**Exercise**
Each line of the entries that mentions the string "FixtureId" needs to be reported.

▼

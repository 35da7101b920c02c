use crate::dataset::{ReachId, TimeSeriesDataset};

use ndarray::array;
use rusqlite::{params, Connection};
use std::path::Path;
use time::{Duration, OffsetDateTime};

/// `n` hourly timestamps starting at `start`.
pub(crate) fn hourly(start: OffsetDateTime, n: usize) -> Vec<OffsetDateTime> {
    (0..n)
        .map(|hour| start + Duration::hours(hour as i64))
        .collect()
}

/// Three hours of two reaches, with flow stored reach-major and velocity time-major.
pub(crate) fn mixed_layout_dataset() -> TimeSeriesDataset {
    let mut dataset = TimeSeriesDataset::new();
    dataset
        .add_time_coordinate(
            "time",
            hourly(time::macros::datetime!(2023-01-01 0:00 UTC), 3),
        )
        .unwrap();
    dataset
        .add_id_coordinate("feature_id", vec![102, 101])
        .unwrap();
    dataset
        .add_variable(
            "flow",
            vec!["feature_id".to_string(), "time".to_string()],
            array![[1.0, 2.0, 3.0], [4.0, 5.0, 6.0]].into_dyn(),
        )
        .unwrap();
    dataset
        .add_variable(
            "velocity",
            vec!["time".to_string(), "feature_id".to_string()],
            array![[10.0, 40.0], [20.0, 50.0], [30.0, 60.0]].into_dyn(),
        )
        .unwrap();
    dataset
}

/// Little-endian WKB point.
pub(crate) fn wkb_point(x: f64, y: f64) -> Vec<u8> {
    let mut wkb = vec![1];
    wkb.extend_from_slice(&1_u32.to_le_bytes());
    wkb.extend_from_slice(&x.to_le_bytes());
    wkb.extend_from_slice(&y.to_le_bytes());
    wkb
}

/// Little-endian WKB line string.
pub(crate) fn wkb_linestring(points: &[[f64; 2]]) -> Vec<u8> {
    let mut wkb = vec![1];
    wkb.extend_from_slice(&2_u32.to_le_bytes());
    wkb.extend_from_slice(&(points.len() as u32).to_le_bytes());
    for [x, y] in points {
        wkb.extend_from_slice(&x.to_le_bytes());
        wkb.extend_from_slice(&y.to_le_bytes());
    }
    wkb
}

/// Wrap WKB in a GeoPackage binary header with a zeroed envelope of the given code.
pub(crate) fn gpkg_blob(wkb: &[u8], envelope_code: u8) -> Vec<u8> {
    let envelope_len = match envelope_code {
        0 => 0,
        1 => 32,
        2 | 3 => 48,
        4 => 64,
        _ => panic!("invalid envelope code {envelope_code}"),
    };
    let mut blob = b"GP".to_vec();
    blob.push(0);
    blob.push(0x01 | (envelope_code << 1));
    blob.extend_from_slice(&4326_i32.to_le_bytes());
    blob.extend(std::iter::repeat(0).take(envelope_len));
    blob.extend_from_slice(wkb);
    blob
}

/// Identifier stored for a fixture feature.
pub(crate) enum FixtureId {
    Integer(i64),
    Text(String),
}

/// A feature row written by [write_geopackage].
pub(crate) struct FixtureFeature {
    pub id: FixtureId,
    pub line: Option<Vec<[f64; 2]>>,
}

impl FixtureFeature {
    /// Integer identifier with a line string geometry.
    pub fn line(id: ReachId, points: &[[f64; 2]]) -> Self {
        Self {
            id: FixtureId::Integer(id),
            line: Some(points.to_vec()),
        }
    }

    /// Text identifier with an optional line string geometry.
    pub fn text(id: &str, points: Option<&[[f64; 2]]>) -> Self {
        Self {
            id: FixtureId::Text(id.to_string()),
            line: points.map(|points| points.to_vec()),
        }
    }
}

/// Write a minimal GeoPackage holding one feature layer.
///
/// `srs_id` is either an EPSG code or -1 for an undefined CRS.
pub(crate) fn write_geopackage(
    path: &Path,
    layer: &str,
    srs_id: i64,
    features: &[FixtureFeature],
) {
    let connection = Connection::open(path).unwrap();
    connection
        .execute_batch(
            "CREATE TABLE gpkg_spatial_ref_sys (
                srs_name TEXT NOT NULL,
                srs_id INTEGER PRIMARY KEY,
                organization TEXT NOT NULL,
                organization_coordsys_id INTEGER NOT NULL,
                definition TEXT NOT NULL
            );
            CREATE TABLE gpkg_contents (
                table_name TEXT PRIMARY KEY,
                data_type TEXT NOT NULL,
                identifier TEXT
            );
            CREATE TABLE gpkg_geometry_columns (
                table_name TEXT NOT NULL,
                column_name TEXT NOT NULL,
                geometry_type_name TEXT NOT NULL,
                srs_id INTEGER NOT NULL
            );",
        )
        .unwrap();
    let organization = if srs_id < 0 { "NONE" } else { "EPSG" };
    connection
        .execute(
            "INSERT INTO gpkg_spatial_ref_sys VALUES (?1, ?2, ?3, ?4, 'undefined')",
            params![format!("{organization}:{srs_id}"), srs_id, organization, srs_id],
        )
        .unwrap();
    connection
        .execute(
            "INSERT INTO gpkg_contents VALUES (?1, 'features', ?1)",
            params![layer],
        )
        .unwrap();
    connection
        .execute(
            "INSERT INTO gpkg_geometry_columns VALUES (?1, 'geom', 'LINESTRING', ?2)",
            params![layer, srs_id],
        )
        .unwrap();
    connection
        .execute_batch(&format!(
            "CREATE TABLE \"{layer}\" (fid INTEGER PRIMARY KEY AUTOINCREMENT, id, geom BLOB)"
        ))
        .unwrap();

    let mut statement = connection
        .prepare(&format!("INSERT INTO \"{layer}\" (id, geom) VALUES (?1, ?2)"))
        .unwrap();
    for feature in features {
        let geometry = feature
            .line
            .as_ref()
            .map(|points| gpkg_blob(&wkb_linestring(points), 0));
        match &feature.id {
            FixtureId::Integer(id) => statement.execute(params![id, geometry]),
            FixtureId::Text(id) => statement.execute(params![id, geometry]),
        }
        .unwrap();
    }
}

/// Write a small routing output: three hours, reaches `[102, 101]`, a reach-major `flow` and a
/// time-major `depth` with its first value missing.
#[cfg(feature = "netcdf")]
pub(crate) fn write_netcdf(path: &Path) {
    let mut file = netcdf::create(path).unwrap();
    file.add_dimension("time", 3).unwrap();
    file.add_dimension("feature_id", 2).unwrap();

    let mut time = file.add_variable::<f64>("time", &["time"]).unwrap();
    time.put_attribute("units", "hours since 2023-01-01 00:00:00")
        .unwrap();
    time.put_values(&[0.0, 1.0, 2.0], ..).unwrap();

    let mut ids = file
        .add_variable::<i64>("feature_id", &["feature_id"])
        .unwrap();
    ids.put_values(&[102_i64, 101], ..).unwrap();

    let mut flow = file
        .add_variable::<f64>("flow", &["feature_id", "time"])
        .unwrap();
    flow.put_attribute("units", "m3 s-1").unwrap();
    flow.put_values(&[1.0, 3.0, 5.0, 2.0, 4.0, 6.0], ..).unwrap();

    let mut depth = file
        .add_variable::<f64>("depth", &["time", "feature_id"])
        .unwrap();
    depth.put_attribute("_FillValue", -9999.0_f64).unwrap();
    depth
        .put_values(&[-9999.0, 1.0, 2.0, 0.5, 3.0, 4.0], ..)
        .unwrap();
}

▲

**Answer box**
pub(crate) enum FixtureId {
    pub id: FixtureId,
            id: FixtureId::Integer(id),
            id: FixtureId::Text(id.to_string()),
            FixtureId::Integer(id) => statement.execute(params![id, geometry]),
            FixtureId::Text(id) => statement.execute(params![id, geometry]),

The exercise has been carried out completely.